Çocukların akademik gelişmesinden çok ahlak ve kişiliklerinin kontrol edilmesi gerektiğine değinen Dr. Şaban Kondi, "Bugün, Mevlid-i Nebi Haftası dolayısıyla, Alemlere Rahmet olarak gönderilen Sevgili Peygamberimiz Hazreti Muhammed Mustafa Sallallahu Aleyhi Vesellem'in şahsiyet inşası ile alakalı, sizlerle ayet ve hadisler çerçevesinde bazı bilgiler paylaşacağız. Hazreti Muhammed, iyi bir bilgin adam, iyi bir makam adamı yetiştirmek için gayret sarf etmedi. Allah Resulü; Cebrail Aleyhisselam'dan aldığı vahyi önce kendisi okudu, Kur'an'ın ilk hafızı olarak ezberledi, sonra hayatına tatbik etti, sonra sahabe yapmıştı. Allah Resulü'nün ilk hedefi iyi insan, ahlaklı ve imanlı bir insan yetiştirmekti. Bu cümleden hareketle hemen anne babalar olarak, hocalar olarak, amirler olarak, memurlar olarak şöyle bir çıkarım yapabiliriz: Sahiden biz çocuklarımızı iyi bir insan olsun, diye mi yüksek makamlara gelsin, diye yetiştiriyoruz. Çok uzağa gitmeye gerek yok. Çocuklarımızın akademik geleceğini; makam, mevkii, ev, araba, dünyalık geleceğini düşünmemizle ahlaki ve kişiliğini, karakterini, imanî yapısını düşünmemiz ve bu uğurda çaba sarf etmemizi kıyaslayın." ifadelerini kullandı.

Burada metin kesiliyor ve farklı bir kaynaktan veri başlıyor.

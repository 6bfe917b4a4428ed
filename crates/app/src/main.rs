use anyhow::Context;
use chrono::Utc;
use clap::{Parser, Subcommand, ValueEnum};
use comparables_core::{
    clean_for_display, describe, dvf_url, map_center, marker_label, median_by_rooms, median_price,
    ComparableOptions, ComparableSet, CsvSource, Metric, PreparationOptions, PropertyRecord,
    RecordSource, Session, SkippedRow, SourceLocation, TransactionFilter, DEFAULT_TOP_K,
};
use tracing::{info, warn};
use tracing_subscriber::{fmt, prelude::*, EnvFilter};

#[derive(Parser)]
#[command(name = "comparables", version)]
struct Cli {
    #[command(subcommand)]
    command: Command,

    /// Local path or URL of a DVF CSV extract, gzipped or plain.
    #[arg(long, env = "COMPARABLES_SOURCE")]
    source: Option<String>,

    /// Year of the public DVF extract, used when no source is given.
    #[arg(long, env = "COMPARABLES_YEAR", default_value = "2022")]
    year: u16,

    /// Department of the public DVF extract, used when no source is given.
    #[arg(long, env = "COMPARABLES_DEPARTMENT", default_value = "75")]
    department: String,
}

#[derive(Subcommand)]
enum Command {
    /// List held-out properties that can be priced.
    Queries {
        #[arg(long, default_value = "50")]
        limit: usize,
    },
    /// Estimate a property's price from its most similar past sales.
    Estimate {
        /// Held-out property id; defaults to the first selectable one.
        #[arg(long)]
        query: Option<String>,
        /// Number of comparables to keep.
        #[arg(long, default_value_t = DEFAULT_TOP_K)]
        top_k: usize,
        /// Print the comparable set as JSON.
        #[arg(long, default_value_t = false)]
        json: bool,
    },
    /// Summary statistics of the transactions.
    Stats {
        /// Exclude non-sale transactions.
        #[arg(long, default_value_t = false)]
        only_sales: bool,
        /// Case-insensitive street name pattern.
        #[arg(long)]
        street: Option<String>,
        /// Quantity charted per room count.
        #[arg(long, value_enum, default_value_t = MetricArg::Price)]
        metric: MetricArg,
    },
    /// Map center and marker labels of the cleaned sales.
    Map {
        #[arg(long, default_value = "20")]
        limit: usize,
    },
}

#[derive(Clone, Copy, ValueEnum)]
enum MetricArg {
    Price,
    Surface,
}

impl From<MetricArg> for Metric {
    fn from(value: MetricArg) -> Self {
        match value {
            MetricArg::Price => Metric::Price,
            MetricArg::Surface => Metric::Surface,
        }
    }
}

#[tokio::main]
async fn main() -> anyhow::Result<()> {
    let app_version = env!("CARGO_PKG_VERSION");

    tracing_subscriber::registry()
        .with(EnvFilter::from_default_env())
        .with(fmt::layer())
        .init();

    let cli = Cli::parse();

    let identifier = cli
        .source
        .clone()
        .unwrap_or_else(|| dvf_url(cli.year, &cli.department));
    let location = SourceLocation::parse(&identifier)
        .with_context(|| format!("invalid source `{identifier}`"))?;
    let source = CsvSource::new(location);

    info!(
        version = app_version,
        started_at = %Utc::now().to_rfc3339(),
        source = %source.describe(),
        "comparables boot"
    );

    match cli.command {
        Command::Queries { limit } => {
            let session = open_session(&source).await?;
            for id in session.query_ids(limit) {
                println!("{id}");
            }
        }
        Command::Estimate { query, top_k, json } => {
            let mut session = open_session(&source).await?;
            let query_id = match query {
                Some(id) => id,
                None => session
                    .query_ids(1)
                    .first()
                    .map(|id| id.to_string())
                    .context("no held-out property is available to price")?,
            };

            let set = session
                .estimate(&query_id, &ComparableOptions { top_k })
                .with_context(|| format!("unable to price property {query_id}"))?
                .clone();
            info!(
                session = %session.id(),
                query = %query_id,
                comparables = set.len(),
                "comparables ranked"
            );

            if json {
                println!("{}", serde_json::to_string_pretty(&set)?);
            } else if let Some(record) = session.query(&query_id) {
                print_query(record);
                print_comparable_set(&set);
            }
        }
        Command::Stats {
            only_sales,
            street,
            metric,
        } => {
            let records = load_records(&source).await?;
            let filter = TransactionFilter {
                only_sales,
                street_pattern: street,
            };
            let filtered = filter.apply(&records)?;

            if let Some(median) = median_price(&records) {
                println!("Median price: {median:.0} €");
            }
            println!("Number of rows: {}", filtered.len());

            println!(
                "{:<28} {:>8} {:>14} {:>12} {:>12} {:>12} {:>12} {:>14}",
                "column", "count", "mean", "min", "25%", "50%", "75%", "max"
            );
            for row in describe(&filtered) {
                println!(
                    "{:<28} {:>8} {:>14.2} {:>12.2} {:>12.2} {:>12.2} {:>12.2} {:>14.2}",
                    row.column, row.count, row.mean, row.min, row.q25, row.median, row.q75, row.max
                );
            }

            let metric = Metric::from(metric);
            println!("median {} per room count:", metric.column());
            for bar in median_by_rooms(&filtered, metric) {
                println!("  {:>3} rooms: {:.0}", bar.rooms, bar.median);
            }
        }
        Command::Map { limit } => {
            let cleaned = clean_for_display(load_records(&source).await?);
            info!(markers = cleaned.len(), "cleaned sales for map");

            match map_center(&cleaned) {
                Some(center) => println!(
                    "center: lat={:.5} lon={:.5}",
                    center.latitude, center.longitude
                ),
                None => println!("no located transactions"),
            }

            for record in cleaned.iter().take(limit) {
                println!("[{}]\n{}\n", record.id, marker_label(record));
            }
            if cleaned.len() > limit {
                println!("... output truncated to first {limit} marker(s)");
            }
        }
    }

    Ok(())
}

async fn load_records(source: &CsvSource) -> anyhow::Result<Vec<PropertyRecord>> {
    let report = source
        .load()
        .await
        .with_context(|| format!("failed to load {}", source.describe()))?;
    log_skipped(&report.skipped_rows);
    info!(records = report.records.len(), "transactions loaded");
    Ok(report.records)
}

async fn open_session(source: &CsvSource) -> anyhow::Result<Session> {
    let (session, skipped) = Session::open(source, &PreparationOptions::default())
        .await
        .with_context(|| format!("failed to prepare {}", source.describe()))?;
    log_skipped(&skipped);
    info!(
        session = %session.id(),
        pool = session.pool().len(),
        held_out = session.held_out().len(),
        "session ready"
    );
    Ok(session)
}

fn log_skipped(skipped: &[SkippedRow]) {
    if skipped.is_empty() {
        return;
    }
    warn!("skipped_rows={}", skipped.len());
    for row in skipped.iter().take(10) {
        warn!(line = row.line, reason = %row.reason, "skipped row");
    }
}

fn print_query(record: &PropertyRecord) {
    println!("{}", record.address);

    let surface = record.surface.unwrap_or_default();
    let rooms = record.rooms.unwrap_or_default();
    let plural = if rooms > 1 { "s" } else { "" };
    println!(
        "{surface:.0} m² | {rooms} room{plural} | {}",
        record.property_type.as_deref().unwrap_or("unknown type")
    );
}

fn print_comparable_set(set: &ComparableSet) {
    println!("asking price: {}", format_price(set.asking_price));
    println!("estimated sale price: {}", format_price(set.estimated_price));
    println!("the estimation is based on the following comparables:");

    for comparable in &set.comparables {
        println!("----");
        println!(
            "{} | {}",
            comparable.address.street_line(),
            comparable.address.municipality.as_deref().unwrap_or("")
        );
        println!(
            "  similarity={:.3} ({}%) surface={} rooms={} distance_m={} price={}",
            comparable.similarity,
            comparable.similarity_percent(),
            comparable.surface,
            comparable.rooms,
            comparable.distance_meters,
            format_price(comparable.price)
        );
    }
    println!("----");
}

fn format_price(price: Option<f64>) -> String {
    price
        .map(|value| format!("{value:.2} €"))
        .unwrap_or_else(|| "n/a".to_string())
}
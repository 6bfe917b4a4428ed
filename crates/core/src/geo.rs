use serde::{Deserialize, Serialize};

/// Mean Earth radius (IUGG).
pub const EARTH_RADIUS_METERS: f64 = 6_371_008.8;

#[derive(Debug, Clone, Copy, Serialize, Deserialize, PartialEq)]
pub struct GeoPoint {
    pub latitude: f64,
    pub longitude: f64,
}

/// Great-circle distance between two points given in degrees.
pub fn haversine_meters(from: GeoPoint, to: GeoPoint) -> f64 {
    let lat_from = from.latitude.to_radians();
    let lat_to = to.latitude.to_radians();
    let half_lat = (to.latitude - from.latitude).abs().to_radians() / 2.0;
    let half_lon = (to.longitude - from.longitude).abs().to_radians() / 2.0;

    let h = half_lat.sin().powi(2) + lat_from.cos() * lat_to.cos() * half_lon.sin().powi(2);
    2.0 * EARTH_RADIUS_METERS * h.sqrt().min(1.0).asin()
}

/// Distance truncated to whole meters.
pub fn distance_meters(from: GeoPoint, to: GeoPoint) -> u64 {
    haversine_meters(from, to).trunc() as u64
}
use crate::error::LoadError;
use crate::source::LoadReport;
use async_trait::async_trait;

#[async_trait]
pub trait RecordSource {
    /// Fetches and decodes every transaction row the source holds.
    async fn load(&self) -> Result<LoadReport, LoadError>;

    /// Human-readable identifier for logs.
    fn describe(&self) -> String;
}
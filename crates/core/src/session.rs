use crate::comparables::build_comparable_set;
use crate::dataset::{prepare_pool, CandidatePool, PreparedData};
use crate::error::SessionError;
use crate::models::{ComparableOptions, ComparableSet, PreparationOptions, PropertyRecord};
use crate::ranking::rank;
use crate::source::SkippedRow;
use crate::traits::RecordSource;
use std::collections::HashSet;
use uuid::Uuid;

/// State owned by one user session. Selecting another dataset means
/// building a new session; nothing here is shared between sessions.
#[derive(Debug, Clone)]
pub struct Session {
    id: Uuid,
    pool: CandidatePool,
    held_out: Vec<PropertyRecord>,
    last_result: Option<ComparableSet>,
}

impl Session {
    pub fn new(prepared: PreparedData) -> Self {
        Self {
            id: Uuid::new_v4(),
            pool: prepared.pool,
            held_out: prepared.held_out,
            last_result: None,
        }
    }

    /// Loads the source, prepares pool and held-out rows, and returns the
    /// rows the source could not decode alongside the session.
    pub async fn open<S>(
        source: &S,
        options: &PreparationOptions,
    ) -> Result<(Self, Vec<SkippedRow>), SessionError>
    where
        S: RecordSource + Sync,
    {
        let report = source.load().await?;
        let prepared = prepare_pool(report.records, options)?;
        Ok((Self::new(prepared), report.skipped_rows))
    }

    pub fn id(&self) -> Uuid {
        self.id
    }

    pub fn pool(&self) -> &CandidatePool {
        &self.pool
    }

    pub fn held_out(&self) -> &[PropertyRecord] {
        &self.held_out
    }

    /// Distinct held-out ids in held-out order, at most `limit` of them.
    pub fn query_ids(&self, limit: usize) -> Vec<&str> {
        let mut seen = HashSet::new();
        self.held_out
            .iter()
            .map(|record| record.id.as_str())
            .filter(|id| seen.insert(*id))
            .take(limit)
            .collect()
    }

    pub fn query(&self, id: &str) -> Option<&PropertyRecord> {
        self.held_out.iter().find(|record| record.id == id)
    }

    pub fn estimate(
        &mut self,
        query_id: &str,
        options: &ComparableOptions,
    ) -> Result<&ComparableSet, SessionError> {
        let query = self
            .query(query_id)
            .ok_or_else(|| SessionError::UnknownQuery(query_id.to_string()))?;

        let ranked = rank(&self.pool, query)?;
        let set = build_comparable_set(&ranked, query, options)?;
        Ok(self.last_result.insert(set))
    }

    pub fn last_result(&self) -> Option<&ComparableSet> {
        self.last_result.as_ref()
    }
}

#[cfg(test)]
mod tests {
    use super::*;
    use crate::error::{LoadError, RankError};
    use crate::models::TransactionNature;
    use crate::source::LoadReport;
    use async_trait::async_trait;
    use chrono::NaiveDate;

    struct FakeSource {
        records: Vec<PropertyRecord>,
    }

    #[async_trait]
    impl RecordSource for FakeSource {
        async fn load(&self) -> Result<LoadReport, LoadError> {
            Ok(LoadReport {
                records: self.records.clone(),
                skipped_rows: vec![SkippedRow {
                    line: 7,
                    reason: "bad row".to_string(),
                }],
            })
        }

        fn describe(&self) -> String {
            "fake".to_string()
        }
    }

    fn apartment(id: &str, day: u32, surface: f64, rooms: u32, price: f64) -> PropertyRecord {
        PropertyRecord {
            id: id.to_string(),
            date: NaiveDate::from_ymd_opt(2022, 5, day),
            nature: TransactionNature::Sale,
            property_type: Some("Appartement".to_string()),
            price: Some(price),
            surface: Some(surface),
            rooms: Some(rooms),
            longitude: Some(2.33 + f64::from(day) / 1_000.0),
            latitude: Some(48.85 + surface / 10_000.0),
            ..Default::default()
        }
    }

    fn records() -> Vec<PropertyRecord> {
        vec![
            apartment("p1", 1, 22.0, 1, 210_000.0),
            apartment("p2", 2, 35.0, 2, 330_000.0),
            apartment("p3", 3, 48.0, 2, 450_000.0),
            apartment("p4", 4, 63.0, 3, 610_000.0),
            apartment("p5", 5, 80.0, 4, 790_000.0),
            apartment("p6", 6, 27.0, 1, 260_000.0),
            apartment("p7", 7, 55.0, 3, 520_000.0),
            apartment("p8", 8, 90.0, 4, 900_000.0),
            apartment("q1", 20, 36.0, 2, 345_000.0),
            apartment("q2", 21, 75.0, 3, 700_000.0),
        ]
    }

    #[tokio::test]
    async fn open_prepares_pool_and_reports_skipped_rows() -> Result<(), SessionError> {
        let source = FakeSource { records: records() };
        let (session, skipped) = Session::open(&source, &PreparationOptions::default()).await?;

        assert_eq!(session.pool().len(), 8);
        assert_eq!(session.query_ids(50), vec!["q1", "q2"]);
        assert_eq!(session.query_ids(1), vec!["q1"]);
        assert_eq!(skipped.len(), 1);
        Ok(())
    }

    #[tokio::test]
    async fn estimate_stores_last_result() -> Result<(), Box<dyn std::error::Error>> {
        let source = FakeSource { records: records() };
        let (mut session, _) = Session::open(&source, &PreparationOptions::default()).await?;
        assert!(session.last_result().is_none());

        let set = session.estimate("q1", &ComparableOptions::default())?.clone();
        assert_eq!(set.query_id, "q1");
        assert_eq!(set.len(), 5);
        assert_eq!(set.asking_price, Some(345_000.0));
        assert!(set.estimated_price.is_some());
        assert_eq!(session.last_result(), Some(&set));

        let json = serde_json::to_value(&set)?;
        assert_eq!(json["comparables"].as_array().map(Vec::len), Some(5));
        Ok(())
    }

    #[test]
    fn unknown_query_is_reported() {
        let mut session = Session::new(PreparedData::default());
        assert!(matches!(
            session.estimate("missing", &ComparableOptions::default()),
            Err(SessionError::UnknownQuery(id)) if id == "missing"
        ));
    }

    #[test]
    fn empty_pool_surfaces_insufficient_data() {
        let mut session = Session::new(PreparedData {
            pool: CandidatePool::default(),
            held_out: vec![apartment("q1", 20, 36.0, 2, 345_000.0)],
        });
        assert!(matches!(
            session.estimate("q1", &ComparableOptions::default()),
            Err(SessionError::Rank(RankError::InsufficientData(_)))
        ));
    }

    #[test]
    fn sessions_are_isolated() {
        let first = Session::new(PreparedData::default());
        let second = Session::new(PreparedData::default());
        assert_ne!(first.id(), second.id());
    }
}
use crate::error::{RankError, Result};
use crate::geo::{distance_meters, GeoPoint};
use crate::models::{Comparable, ComparableOptions, ComparableSet, PropertyRecord};
use crate::ranking::{rank, RankedCandidate};

/// Takes the first `top_k` ranked candidates as comparables and prices the
/// query at the unweighted mean of their prices.
pub fn build_comparable_set(
    ranked: &[RankedCandidate<'_>],
    query: &PropertyRecord,
    options: &ComparableOptions,
) -> Result<ComparableSet> {
    if options.top_k == 0 {
        return Err(RankError::InputValidation(
            "top_k must be at least 1".to_string(),
        ));
    }

    let origin = query.position().ok_or_else(|| {
        RankError::InputValidation(format!("query (id {}) has no coordinates", query.id))
    })?;

    let comparables = ranked
        .iter()
        .take(options.top_k)
        .map(|candidate| to_comparable(candidate, origin))
        .collect::<Vec<_>>();

    Ok(ComparableSet {
        query_id: query.id.clone(),
        asking_price: query.price,
        estimated_price: mean_price(&comparables),
        comparables,
    })
}

/// Ranks `pool` against `query` and derives the comparable set in one call.
pub fn estimate(
    pool: &[PropertyRecord],
    query: &PropertyRecord,
    options: &ComparableOptions,
) -> Result<ComparableSet> {
    let ranked = rank(pool, query)?;
    build_comparable_set(&ranked, query, options)
}

fn to_comparable(candidate: &RankedCandidate<'_>, origin: GeoPoint) -> Comparable {
    let [surface, rooms, longitude, latitude] = candidate.features;
    let position = GeoPoint {
        latitude,
        longitude,
    };
    let record = candidate.record;

    Comparable {
        id: record.id.clone(),
        surface,
        rooms: rooms as u32,
        price: record.price,
        address: record.address.clone(),
        position,
        similarity: candidate.similarity,
        distance_meters: distance_meters(position, origin),
    }
}

fn mean_price(comparables: &[Comparable]) -> Option<f64> {
    let prices = comparables
        .iter()
        .filter_map(|comparable| comparable.price)
        .collect::<Vec<_>>();

    if prices.is_empty() {
        None
    } else {
        Some(prices.iter().sum::<f64>() / prices.len() as f64)
    }
}
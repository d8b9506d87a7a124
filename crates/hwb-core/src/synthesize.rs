//! Merge/selection step producing the final answer from scored candidates.

use std::sync::Arc;

use crate::{
    domain::{CandidateAnswer, ScoreSet},
    ports::MergeModel,
};

/// A candidate whose average lead over the runner-up exceeds this margin
/// is returned verbatim; the merge call is skipped. Strictly greater-than.
const CLEAR_WINNER_MARGIN: f64 = 10.0;

/// Per-candidate average across all score sets. A missing per-candidate
/// score counts as the neutral 50.
pub fn average_scores(candidates: usize, score_sets: &[ScoreSet]) -> Vec<f64> {
    (0..candidates)
        .map(|i| {
            if score_sets.is_empty() {
                return 50.0;
            }
            let sum: f64 = score_sets
                .iter()
                .map(|set| set.scores.get(i).copied().unwrap_or(50.0))
                .sum();
            sum / score_sets.len() as f64
        })
        .collect()
}

pub struct Synthesizer {
    merge: Option<Arc<dyn MergeModel>>,
}

impl Synthesizer {
    pub fn new(merge: Option<Arc<dyn MergeModel>>) -> Self {
        Self { merge }
    }

    /// Pick or merge. Never fails: a failing merge call degrades to the
    /// best-average candidate's text verbatim.
    pub async fn synthesize(
        &self,
        question: &str,
        candidates: &[CandidateAnswer],
        score_sets: &[ScoreSet],
    ) -> String {
        if candidates.is_empty() {
            return String::new();
        }
        if candidates.len() == 1 {
            return candidates[0].response_text.clone();
        }

        let avg = average_scores(candidates.len(), score_sets);
        let best = arg_max(&avg);
        let second_best = avg
            .iter()
            .enumerate()
            .filter(|(i, _)| *i != best)
            .map(|(_, s)| *s)
            .fold(f64::NEG_INFINITY, f64::max);
        let lead = avg[best] - second_best;

        tracing::info!(
            best = %candidates[best].provider_label,
            best_score = avg[best],
            lead,
            "candidate averages computed"
        );

        if lead > CLEAR_WINNER_MARGIN {
            tracing::info!("clear winner, skipping merge");
            return candidates[best].response_text.clone();
        }

        let Some(merge) = self.merge.as_ref() else {
            return candidates[best].response_text.clone();
        };

        match merge.merge(question, candidates, &avg).await {
            Ok(text) => text,
            Err(e) => {
                tracing::warn!(error = %e, "merge step failed, returning best candidate");
                candidates[best].response_text.clone()
            }
        }
    }
}

fn arg_max(values: &[f64]) -> usize {
    let mut best = 0;
    for (i, v) in values.iter().enumerate().skip(1) {
        if *v > values[best] {
            best = i;
        }
    }
    best
}
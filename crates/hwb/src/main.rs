//! Console front-end for the multi-provider answer pipeline.
//!
//! The production transport (WhatsApp) lives outside this workspace; this
//! binary wires the real services to a stdin chat loop with the same
//! message conventions: `.` forces simple mode, `/` forces multi mode.

use std::{sync::Arc, time::Duration};

use anyhow::Context;
use tokio::io::{AsyncBufReadExt, BufReader};

use hwb_core::{
    classify::{split_forced_prefix, Classifier},
    config::Config,
    conversation::ConversationStore,
    domain::{ForcedMode, Role},
    orchestrator::{ChatRequest, MultiAiDeps, MultiAiService},
    ports::{AnswerProvider, AnswerValidator, MergeModel},
    quota::{ModelTier, QuotaTracker},
    search::WebSearch,
};
use hwb_gemini::GeminiProvider;
use hwb_groq::{GroqClient, GroqMergeModel, LlamaProvider, LlamaValidator, QwenValidator};
use hwb_openrouter::DeepSeekProvider;

const CHAT_ID: &str = "console";

#[tokio::main]
async fn main() -> anyhow::Result<()> {
    hwb_core::logging::init("hwb")?;

    let cfg = Config::load().context("loading configuration")?;

    // Gemini is required: it serves the simple path and the degraded path.
    let quota = Arc::new(QuotaTracker::new(
        cfg.gemini_api_keys.clone(),
        cfg.quota_reset_utc_hour,
    )?);
    tracing::info!(keys = quota.key_count(), "gemini credential pool loaded");
    let vision = Arc::new(GeminiProvider::new(
        quota.clone(),
        cfg.provider_timeout,
        cfg.retry_backoff,
    ));

    // The other backends only narrow the pipeline when missing.
    let deepseek = match &cfg.openrouter_api_key {
        Some(key) => Some(Arc::new(DeepSeekProvider::new(key.clone(), cfg.provider_timeout))
            as Arc<dyn AnswerProvider>),
        None => {
            tracing::warn!("OPENROUTER_API_KEY not set, DeepSeek adapter disabled");
            None
        }
    };

    let (llama, validators, merge) = match &cfg.groq_api_key {
        Some(key) => {
            let client = Arc::new(GroqClient::new(key.clone(), cfg.provider_timeout));
            (
                Some(Arc::new(LlamaProvider::new(client.clone())) as Arc<dyn AnswerProvider>),
                vec![
                    Arc::new(LlamaValidator::new(client.clone())) as Arc<dyn AnswerValidator>,
                    Arc::new(QwenValidator::new(client.clone())) as Arc<dyn AnswerValidator>,
                ],
                Some(Arc::new(GroqMergeModel::new(client)) as Arc<dyn MergeModel>),
            )
        }
        None => {
            tracing::warn!("GROQ_API_KEY not set, Llama adapter and validators disabled");
            (None, Vec::new(), None)
        }
    };

    let search = cfg.tavily_api_key.as_ref().map(|k| WebSearch::new(k.clone()));
    if search.is_none() {
        tracing::warn!("TAVILY_API_KEY not set, web context disabled");
    }

    let service = MultiAiService::new(MultiAiDeps {
        vision,
        deepseek,
        llama,
        validators,
        merge,
        search,
        // Image OCR belongs to the host transport; the console loop has none.
        extractor: None,
    });
    let store = Arc::new(ConversationStore::new(cfg.max_messages_per_chat));
    let classifier = Classifier::new();

    // Hourly sweep of chats idle for over a week.
    {
        let store = store.clone();
        tokio::spawn(async move {
            let mut tick = tokio::time::interval(Duration::from_secs(60 * 60));
            loop {
                tick.tick().await;
                store.cleanup();
            }
        });
    }

    run_console(&cfg, &service, &store, &classifier, &quota).await
}

async fn run_console(
    cfg: &Config,
    service: &MultiAiService,
    store: &ConversationStore,
    classifier: &Classifier,
    quota: &QuotaTracker,
) -> anyhow::Result<()> {
    println!("hwb bereit. Nachricht eingeben ('.' = simple, '/' = multi, !stats, !vergiss):");

    let mut lines = BufReader::new(tokio::io::stdin()).lines();
    while let Some(line) = lines.next_line().await? {
        let line = line.trim();
        if line.is_empty() {
            continue;
        }

        if line == "!stats" {
            print_stats(service, store, quota);
            continue;
        }
        if line == "!vergiss" {
            store.clear(CHAT_ID);
            println!("✅ Alle Nachrichten in diesem Chat wurden vergessen.");
            continue;
        }

        let (forced, message) = split_forced_prefix(line);
        match forced {
            Some(ForcedMode::Simple) => store.note_simple_forced(),
            Some(ForcedMode::Multi) => store.note_multi_forced(),
            None => {}
        }
        if message.is_empty() {
            continue;
        }

        store.append_message(CHAT_ID, Role::User, message);
        let history = store.history(CHAT_ID, cfg.history_limit);

        let response = service
            .generate_response(ChatRequest {
                message: message.to_string(),
                history,
                school_topic: classifier.is_school_topic(message),
                image: None,
                forced,
                ocr_text: None,
            })
            .await;

        store.append_message(CHAT_ID, Role::Assistant, response.as_str());
        println!("{response}\n");
    }

    Ok(())
}

fn print_stats(service: &MultiAiService, store: &ConversationStore, quota: &QuotaTracker) {
    let orch = service.stats();
    let conv = store.stats();
    let tier = match quota.active_tier() {
        ModelTier::Primary => "primary",
        ModelTier::Fallback => "fallback",
    };

    println!("📊 Statistik");
    println!(
        "  Anfragen: {} (simple: {}, multi: {}, {:.1}% komplex)",
        orch.total_processed, orch.simple_queries, orch.complex_queries, orch.complexity_rate
    );
    println!("  Web-Suchen: {}", orch.web_searches);
    println!(
        "  Erzwungen: {} simple / {} multi",
        conv.simple_forced, conv.multi_forced
    );
    println!(
        "  Nachrichten: {} empfangen, {} gesendet in {} Chat(s)",
        conv.messages_received, conv.messages_sent, conv.total_chats
    );
    println!("  Gemini-Modellstufe: {tier}");
    println!("  Uptime: {}s", conv.uptime_secs);
}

"Kalbimizde değil hayata dönüşecektir"
Sahabelerin nasıl birer yıldız gibi olduğunu aktaran Kondi, "Peki sahabe nasıl böyle yıldızlar gibi parladı? Bir cümle söyleyeyim size. Onlar diyorlar ki biz iman ettikten sonra Allah Resulü (Sallallahu Aleyhi Vesellem) ile tanıştıktan sonra onun adaletini, onun merhametini, onun sevgisini, onun nezaketini gördükten sonra vallahi ona şu sözü verdik: Ya Resulallah, senin sırdaşın olacağız. Ya Resulallah, senin uğrunda mücadele edeceğiz. Ya Resulallah, senin attığın her adımda, söylediğin her söz bizim hayatımızda, adeta sözümüzde, kalbimizde değil hayata dönüşecektir. Sahabe-i kiram ne diyor biliyor musunuz? Halid bin Velid mesela diyor ki, 'Vallahi biz bir olayla karşılaştığımız zaman hemen düşünüyorduk, acaba Resulullah olsa bu durumda nasıl davranırdı? Baba çocuğuna kızdı. Resulullah olsa acaba çocukla münasebeti nasıl olurdu? Kız çocuğu doğduğunda, yüzü adeta böyle ateş kesilen, ondan utanç duyan insanların karşısında kız çocuğu doğduğunda yüzü gülen, tebessüm eden, iki kız çocuğunu yetiştirip ahlaklı evlendirilen cenneti vaat eden Resulullah nasıl davranırdı?' diye, onlar kendini böyle çekip düzeltiyorlar. Ticaretinde, ahlakında, adaletinde, her şeyinde ama her şeyde Resulullah nasıl davranırdı, deyip düşünüp onun gibi davrandıkları için onlar kıyamete kadar yıldızlar gibi hala vardırlar." şeklinde konuştu.
"Eğer hedefiniz Allah rızası ise Allah'ın vaadine inşallah ulaşacağız"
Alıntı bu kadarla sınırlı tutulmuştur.